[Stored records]

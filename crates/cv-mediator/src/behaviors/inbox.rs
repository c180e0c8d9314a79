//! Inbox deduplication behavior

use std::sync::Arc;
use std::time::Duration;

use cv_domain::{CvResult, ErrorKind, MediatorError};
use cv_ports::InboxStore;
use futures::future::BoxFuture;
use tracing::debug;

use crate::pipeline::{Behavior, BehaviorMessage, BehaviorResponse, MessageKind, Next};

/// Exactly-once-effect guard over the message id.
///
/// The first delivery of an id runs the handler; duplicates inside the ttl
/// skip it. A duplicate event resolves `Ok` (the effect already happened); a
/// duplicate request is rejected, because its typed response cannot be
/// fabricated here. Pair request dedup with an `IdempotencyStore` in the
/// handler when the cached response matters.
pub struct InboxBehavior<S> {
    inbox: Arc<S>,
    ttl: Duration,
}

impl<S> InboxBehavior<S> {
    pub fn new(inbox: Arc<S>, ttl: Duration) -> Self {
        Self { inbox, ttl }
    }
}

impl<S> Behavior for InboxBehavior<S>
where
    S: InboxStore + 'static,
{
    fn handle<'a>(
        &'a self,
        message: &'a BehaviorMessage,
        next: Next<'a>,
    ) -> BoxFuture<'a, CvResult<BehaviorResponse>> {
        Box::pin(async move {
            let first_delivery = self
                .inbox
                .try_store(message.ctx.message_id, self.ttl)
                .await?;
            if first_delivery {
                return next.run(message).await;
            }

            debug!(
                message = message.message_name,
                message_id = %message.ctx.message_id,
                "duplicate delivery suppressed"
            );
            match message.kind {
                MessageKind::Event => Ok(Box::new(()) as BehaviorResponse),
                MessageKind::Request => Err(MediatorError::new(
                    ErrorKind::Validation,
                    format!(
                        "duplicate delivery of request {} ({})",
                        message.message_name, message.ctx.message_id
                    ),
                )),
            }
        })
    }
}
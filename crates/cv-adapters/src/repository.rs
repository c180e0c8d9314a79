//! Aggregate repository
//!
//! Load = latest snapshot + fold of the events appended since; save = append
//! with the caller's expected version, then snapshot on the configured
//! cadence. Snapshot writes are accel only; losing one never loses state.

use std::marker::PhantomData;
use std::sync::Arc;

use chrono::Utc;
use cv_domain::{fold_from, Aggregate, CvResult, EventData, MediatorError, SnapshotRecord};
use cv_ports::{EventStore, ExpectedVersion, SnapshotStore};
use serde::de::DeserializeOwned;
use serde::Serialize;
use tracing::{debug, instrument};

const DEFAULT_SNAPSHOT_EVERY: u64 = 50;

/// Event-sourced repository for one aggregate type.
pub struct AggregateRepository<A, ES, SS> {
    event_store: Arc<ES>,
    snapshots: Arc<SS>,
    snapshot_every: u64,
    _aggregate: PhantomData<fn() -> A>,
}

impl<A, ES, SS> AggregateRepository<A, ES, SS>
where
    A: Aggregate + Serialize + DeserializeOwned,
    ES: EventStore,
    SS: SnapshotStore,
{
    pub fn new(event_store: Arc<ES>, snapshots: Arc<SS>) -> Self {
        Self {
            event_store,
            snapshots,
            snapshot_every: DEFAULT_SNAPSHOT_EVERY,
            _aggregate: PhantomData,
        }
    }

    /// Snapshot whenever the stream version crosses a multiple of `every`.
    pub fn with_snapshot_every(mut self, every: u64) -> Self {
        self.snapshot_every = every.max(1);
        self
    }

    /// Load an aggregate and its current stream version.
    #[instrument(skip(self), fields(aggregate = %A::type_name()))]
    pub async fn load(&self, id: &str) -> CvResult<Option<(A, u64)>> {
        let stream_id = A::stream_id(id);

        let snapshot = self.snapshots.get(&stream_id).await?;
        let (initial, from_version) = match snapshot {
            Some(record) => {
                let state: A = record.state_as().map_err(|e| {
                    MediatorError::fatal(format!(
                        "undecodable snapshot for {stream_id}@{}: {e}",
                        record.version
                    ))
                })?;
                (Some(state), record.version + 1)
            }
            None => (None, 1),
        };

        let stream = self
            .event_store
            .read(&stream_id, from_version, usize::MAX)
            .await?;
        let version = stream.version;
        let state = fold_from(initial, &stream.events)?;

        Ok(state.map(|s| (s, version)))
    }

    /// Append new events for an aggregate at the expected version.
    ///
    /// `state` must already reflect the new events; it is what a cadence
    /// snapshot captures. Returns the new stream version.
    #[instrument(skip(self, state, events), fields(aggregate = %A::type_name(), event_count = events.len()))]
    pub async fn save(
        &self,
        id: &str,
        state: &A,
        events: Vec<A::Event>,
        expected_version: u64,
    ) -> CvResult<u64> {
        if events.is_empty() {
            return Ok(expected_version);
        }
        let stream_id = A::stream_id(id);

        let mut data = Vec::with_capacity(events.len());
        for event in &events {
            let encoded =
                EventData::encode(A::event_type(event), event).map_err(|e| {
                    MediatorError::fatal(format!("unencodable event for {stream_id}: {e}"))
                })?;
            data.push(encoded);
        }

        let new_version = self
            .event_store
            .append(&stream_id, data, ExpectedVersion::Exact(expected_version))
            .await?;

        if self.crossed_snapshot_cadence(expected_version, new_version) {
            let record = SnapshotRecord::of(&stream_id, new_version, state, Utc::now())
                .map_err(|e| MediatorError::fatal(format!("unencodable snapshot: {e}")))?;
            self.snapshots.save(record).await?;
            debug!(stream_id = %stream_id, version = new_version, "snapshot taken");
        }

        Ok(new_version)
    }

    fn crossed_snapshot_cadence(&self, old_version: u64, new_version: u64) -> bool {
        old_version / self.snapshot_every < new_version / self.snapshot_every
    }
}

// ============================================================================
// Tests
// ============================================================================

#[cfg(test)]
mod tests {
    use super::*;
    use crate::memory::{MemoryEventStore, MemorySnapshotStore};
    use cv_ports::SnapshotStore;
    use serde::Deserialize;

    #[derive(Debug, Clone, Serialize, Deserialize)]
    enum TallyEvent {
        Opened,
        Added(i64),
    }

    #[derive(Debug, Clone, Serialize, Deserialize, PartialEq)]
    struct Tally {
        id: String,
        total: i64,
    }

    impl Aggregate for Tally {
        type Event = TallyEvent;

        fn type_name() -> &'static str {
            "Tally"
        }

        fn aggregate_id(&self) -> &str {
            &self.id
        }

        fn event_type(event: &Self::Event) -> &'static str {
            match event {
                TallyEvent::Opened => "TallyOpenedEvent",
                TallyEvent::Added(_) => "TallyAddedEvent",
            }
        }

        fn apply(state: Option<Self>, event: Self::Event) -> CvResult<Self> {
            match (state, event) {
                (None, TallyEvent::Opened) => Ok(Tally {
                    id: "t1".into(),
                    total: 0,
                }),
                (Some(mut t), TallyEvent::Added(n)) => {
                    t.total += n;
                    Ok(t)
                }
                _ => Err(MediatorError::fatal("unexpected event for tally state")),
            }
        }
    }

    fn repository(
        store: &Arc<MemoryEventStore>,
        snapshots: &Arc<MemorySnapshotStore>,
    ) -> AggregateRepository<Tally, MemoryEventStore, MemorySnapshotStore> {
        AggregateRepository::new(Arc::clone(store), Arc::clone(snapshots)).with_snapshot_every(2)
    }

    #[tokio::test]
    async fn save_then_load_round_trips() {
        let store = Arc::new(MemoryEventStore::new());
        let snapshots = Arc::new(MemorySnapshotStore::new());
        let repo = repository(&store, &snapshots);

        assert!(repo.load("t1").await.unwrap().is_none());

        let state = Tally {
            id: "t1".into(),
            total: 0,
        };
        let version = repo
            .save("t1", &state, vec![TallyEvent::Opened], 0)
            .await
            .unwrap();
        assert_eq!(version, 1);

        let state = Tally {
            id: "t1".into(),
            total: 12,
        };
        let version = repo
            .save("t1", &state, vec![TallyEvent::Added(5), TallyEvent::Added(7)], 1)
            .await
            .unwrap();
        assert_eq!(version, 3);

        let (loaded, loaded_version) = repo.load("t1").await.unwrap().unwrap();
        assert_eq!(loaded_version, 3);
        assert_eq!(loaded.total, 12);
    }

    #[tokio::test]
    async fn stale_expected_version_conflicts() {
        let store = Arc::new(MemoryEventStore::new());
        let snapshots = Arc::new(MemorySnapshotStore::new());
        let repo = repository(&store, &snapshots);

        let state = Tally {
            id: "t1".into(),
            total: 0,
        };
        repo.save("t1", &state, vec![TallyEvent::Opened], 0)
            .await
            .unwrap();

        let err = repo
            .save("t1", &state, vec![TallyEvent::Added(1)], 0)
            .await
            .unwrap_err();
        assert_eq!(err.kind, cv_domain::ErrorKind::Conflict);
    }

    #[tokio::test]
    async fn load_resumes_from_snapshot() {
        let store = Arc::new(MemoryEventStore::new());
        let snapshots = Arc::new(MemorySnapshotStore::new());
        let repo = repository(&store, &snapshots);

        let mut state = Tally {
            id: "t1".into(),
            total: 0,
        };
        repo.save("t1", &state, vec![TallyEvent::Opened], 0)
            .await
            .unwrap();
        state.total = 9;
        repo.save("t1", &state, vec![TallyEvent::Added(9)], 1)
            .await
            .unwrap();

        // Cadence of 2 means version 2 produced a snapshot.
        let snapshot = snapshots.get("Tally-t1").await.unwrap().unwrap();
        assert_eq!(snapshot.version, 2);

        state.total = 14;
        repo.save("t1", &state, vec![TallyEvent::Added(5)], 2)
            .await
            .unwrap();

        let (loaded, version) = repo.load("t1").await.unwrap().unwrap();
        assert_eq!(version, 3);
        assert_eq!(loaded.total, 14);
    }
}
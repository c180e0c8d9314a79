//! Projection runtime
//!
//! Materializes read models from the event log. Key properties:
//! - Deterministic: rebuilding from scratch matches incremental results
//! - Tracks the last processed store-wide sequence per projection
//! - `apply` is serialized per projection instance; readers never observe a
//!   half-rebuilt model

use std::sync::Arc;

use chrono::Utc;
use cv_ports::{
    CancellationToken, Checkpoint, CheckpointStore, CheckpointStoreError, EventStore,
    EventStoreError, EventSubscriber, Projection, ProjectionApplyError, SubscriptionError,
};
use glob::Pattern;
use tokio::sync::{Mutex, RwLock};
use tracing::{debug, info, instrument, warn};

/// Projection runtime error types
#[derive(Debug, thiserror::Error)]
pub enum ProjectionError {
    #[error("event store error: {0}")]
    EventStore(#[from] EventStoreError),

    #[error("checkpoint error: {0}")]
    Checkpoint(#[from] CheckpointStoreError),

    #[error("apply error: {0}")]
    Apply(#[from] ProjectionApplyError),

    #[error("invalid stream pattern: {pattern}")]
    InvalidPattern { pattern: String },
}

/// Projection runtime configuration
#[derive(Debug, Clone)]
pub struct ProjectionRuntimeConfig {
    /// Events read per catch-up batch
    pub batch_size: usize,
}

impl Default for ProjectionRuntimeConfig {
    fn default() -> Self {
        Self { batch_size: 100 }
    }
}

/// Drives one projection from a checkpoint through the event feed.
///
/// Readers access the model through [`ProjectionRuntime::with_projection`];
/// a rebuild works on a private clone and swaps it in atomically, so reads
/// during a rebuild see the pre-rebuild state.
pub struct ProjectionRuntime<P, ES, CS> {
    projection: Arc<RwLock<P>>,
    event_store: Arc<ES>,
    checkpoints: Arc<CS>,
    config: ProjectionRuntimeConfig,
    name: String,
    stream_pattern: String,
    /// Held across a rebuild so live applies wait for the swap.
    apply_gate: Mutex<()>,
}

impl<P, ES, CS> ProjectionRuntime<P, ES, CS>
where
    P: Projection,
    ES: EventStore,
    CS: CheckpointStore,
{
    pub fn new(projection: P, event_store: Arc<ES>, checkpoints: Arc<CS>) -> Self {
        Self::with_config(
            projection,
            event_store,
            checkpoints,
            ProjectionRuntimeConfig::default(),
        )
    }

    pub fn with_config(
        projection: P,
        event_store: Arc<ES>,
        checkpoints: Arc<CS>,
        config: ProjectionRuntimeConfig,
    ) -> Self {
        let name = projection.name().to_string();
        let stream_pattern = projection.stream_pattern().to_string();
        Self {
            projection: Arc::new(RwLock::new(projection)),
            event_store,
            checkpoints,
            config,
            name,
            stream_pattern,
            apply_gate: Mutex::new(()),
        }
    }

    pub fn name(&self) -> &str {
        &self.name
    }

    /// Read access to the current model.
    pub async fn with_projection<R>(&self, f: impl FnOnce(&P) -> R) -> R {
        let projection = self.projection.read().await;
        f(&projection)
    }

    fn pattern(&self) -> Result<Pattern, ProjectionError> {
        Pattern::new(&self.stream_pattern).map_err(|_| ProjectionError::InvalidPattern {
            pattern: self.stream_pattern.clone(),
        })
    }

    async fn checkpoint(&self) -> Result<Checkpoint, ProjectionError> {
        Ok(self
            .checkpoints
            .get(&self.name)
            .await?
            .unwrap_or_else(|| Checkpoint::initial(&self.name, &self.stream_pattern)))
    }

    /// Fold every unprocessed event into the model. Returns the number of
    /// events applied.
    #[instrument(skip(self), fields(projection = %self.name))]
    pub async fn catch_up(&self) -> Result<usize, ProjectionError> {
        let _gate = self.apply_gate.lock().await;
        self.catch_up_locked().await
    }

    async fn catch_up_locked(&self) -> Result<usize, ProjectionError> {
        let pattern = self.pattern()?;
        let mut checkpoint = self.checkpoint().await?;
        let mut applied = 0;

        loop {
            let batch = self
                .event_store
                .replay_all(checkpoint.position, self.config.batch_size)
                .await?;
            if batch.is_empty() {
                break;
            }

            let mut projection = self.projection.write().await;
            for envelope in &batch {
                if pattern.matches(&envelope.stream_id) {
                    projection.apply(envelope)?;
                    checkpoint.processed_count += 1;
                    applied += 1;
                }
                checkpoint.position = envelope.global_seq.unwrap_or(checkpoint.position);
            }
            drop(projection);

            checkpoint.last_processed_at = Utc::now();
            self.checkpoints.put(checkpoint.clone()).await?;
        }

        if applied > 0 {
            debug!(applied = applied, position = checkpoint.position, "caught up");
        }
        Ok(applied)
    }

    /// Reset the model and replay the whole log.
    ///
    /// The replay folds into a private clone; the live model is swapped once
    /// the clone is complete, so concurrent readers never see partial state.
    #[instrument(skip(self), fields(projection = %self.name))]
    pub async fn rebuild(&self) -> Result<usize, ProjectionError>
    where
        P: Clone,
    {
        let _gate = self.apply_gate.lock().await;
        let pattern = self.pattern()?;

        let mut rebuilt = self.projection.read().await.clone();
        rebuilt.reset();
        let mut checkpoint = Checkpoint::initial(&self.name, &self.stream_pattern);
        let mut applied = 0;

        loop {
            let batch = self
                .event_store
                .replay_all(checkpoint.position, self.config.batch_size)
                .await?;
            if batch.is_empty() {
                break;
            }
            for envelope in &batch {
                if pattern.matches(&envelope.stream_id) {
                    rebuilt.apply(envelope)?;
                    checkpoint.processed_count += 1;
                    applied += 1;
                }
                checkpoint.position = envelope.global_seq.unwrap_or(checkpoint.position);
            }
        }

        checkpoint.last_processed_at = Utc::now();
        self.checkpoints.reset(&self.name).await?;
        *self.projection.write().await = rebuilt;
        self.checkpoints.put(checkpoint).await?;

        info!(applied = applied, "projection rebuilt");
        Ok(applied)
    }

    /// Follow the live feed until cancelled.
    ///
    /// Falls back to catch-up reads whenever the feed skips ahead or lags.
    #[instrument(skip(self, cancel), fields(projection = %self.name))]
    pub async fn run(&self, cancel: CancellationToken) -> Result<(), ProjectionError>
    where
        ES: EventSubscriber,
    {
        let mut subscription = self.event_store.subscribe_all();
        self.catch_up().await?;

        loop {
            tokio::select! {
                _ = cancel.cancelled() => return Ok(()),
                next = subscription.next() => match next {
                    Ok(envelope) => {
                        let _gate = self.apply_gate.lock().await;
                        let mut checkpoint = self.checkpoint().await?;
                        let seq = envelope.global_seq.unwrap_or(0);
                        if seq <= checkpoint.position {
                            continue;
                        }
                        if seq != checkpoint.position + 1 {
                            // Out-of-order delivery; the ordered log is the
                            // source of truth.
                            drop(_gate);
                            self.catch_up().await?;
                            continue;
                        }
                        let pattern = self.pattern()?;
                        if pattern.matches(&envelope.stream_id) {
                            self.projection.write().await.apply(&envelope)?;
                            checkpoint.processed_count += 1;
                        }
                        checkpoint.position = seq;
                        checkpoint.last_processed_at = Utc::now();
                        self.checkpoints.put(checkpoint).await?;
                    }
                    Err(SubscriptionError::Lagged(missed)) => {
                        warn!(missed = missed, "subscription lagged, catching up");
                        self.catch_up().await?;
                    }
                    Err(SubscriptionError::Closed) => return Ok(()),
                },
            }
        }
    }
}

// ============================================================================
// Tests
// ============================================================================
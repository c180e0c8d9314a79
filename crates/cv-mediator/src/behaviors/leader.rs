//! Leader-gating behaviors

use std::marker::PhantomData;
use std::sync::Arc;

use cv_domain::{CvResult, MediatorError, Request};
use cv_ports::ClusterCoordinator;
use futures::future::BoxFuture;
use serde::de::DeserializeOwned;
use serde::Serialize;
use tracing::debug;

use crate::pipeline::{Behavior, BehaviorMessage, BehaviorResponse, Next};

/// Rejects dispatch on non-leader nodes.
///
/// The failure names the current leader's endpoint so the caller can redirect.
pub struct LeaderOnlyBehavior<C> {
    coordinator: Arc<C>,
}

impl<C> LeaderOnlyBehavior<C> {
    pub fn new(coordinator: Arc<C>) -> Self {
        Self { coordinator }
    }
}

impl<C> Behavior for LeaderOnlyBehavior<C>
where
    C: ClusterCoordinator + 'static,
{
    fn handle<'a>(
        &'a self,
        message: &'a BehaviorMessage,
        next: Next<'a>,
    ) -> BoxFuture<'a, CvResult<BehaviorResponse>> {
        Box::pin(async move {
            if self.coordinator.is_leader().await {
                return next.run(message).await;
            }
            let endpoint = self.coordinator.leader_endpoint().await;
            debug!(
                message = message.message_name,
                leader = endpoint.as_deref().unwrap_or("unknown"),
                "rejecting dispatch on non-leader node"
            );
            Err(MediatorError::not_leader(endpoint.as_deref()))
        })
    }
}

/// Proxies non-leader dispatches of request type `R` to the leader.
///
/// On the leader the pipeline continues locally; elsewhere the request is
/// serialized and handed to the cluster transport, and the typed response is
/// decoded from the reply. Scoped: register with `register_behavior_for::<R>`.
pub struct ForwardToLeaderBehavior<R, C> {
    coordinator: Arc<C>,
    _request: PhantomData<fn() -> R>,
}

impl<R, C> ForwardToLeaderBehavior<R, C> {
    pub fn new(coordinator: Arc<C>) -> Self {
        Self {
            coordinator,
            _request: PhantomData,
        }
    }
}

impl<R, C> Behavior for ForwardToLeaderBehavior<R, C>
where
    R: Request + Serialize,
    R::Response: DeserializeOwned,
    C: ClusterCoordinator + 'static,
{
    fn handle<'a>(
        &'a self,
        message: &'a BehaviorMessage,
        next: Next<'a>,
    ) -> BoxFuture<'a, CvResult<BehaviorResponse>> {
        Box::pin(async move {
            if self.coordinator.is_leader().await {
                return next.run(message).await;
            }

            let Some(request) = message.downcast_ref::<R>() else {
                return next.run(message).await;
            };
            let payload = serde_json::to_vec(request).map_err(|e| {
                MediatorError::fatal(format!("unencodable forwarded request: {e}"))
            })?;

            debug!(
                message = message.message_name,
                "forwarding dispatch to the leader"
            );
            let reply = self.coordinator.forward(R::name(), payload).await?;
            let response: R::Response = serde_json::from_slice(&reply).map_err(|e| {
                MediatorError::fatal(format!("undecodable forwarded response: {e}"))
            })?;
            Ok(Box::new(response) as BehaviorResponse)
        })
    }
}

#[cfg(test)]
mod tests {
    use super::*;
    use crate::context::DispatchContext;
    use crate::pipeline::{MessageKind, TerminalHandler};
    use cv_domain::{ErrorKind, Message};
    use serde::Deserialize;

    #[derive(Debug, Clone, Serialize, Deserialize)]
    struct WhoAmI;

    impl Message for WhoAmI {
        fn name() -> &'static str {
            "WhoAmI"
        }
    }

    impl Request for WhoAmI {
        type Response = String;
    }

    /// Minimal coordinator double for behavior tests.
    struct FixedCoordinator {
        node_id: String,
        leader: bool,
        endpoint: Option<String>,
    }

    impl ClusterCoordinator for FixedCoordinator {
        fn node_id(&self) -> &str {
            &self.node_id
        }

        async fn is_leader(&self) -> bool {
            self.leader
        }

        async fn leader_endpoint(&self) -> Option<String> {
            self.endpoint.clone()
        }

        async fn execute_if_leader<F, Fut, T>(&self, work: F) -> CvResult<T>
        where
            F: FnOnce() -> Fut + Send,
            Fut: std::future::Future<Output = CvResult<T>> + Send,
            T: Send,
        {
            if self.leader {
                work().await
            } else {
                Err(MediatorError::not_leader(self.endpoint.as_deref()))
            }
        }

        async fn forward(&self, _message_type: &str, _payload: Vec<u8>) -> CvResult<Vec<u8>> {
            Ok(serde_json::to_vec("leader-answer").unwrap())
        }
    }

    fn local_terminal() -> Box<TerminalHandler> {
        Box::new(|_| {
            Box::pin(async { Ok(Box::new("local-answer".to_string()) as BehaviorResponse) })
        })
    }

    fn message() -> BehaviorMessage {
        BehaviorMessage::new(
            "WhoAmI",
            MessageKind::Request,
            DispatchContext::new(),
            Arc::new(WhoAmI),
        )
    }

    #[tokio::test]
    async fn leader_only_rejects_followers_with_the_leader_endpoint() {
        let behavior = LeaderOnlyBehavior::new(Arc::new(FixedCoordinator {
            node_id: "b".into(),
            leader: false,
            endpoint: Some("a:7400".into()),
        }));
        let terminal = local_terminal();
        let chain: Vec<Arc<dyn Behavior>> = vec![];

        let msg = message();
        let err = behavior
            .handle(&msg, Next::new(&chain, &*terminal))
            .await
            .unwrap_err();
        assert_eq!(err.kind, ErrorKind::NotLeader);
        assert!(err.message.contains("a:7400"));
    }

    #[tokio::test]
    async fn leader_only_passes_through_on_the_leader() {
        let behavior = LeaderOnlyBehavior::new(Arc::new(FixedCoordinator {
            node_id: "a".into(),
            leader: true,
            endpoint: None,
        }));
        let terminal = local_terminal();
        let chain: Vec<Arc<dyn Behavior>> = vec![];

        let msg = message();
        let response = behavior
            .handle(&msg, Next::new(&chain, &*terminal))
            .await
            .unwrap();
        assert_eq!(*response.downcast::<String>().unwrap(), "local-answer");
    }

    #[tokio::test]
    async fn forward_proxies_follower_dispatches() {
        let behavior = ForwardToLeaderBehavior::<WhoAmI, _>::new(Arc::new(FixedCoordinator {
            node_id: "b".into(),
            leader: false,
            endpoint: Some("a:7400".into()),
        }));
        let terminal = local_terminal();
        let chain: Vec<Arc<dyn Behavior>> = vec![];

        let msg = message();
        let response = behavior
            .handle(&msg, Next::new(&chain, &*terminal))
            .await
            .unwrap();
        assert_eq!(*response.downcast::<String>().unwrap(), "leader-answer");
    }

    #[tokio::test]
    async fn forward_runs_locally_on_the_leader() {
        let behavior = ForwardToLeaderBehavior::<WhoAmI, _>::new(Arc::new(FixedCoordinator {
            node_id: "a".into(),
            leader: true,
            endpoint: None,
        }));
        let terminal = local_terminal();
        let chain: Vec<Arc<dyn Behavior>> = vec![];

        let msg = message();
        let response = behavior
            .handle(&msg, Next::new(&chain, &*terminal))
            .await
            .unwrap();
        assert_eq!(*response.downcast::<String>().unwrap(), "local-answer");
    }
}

» Action item
Filter the entries down to the lines containing "ProjectionRuntimeConfig". Copy each of those lines.

» Task response
pub struct ProjectionRuntimeConfig {
impl Default for ProjectionRuntimeConfig {
    config: ProjectionRuntimeConfig,
            ProjectionRuntimeConfig::default(),
        config: ProjectionRuntimeConfig,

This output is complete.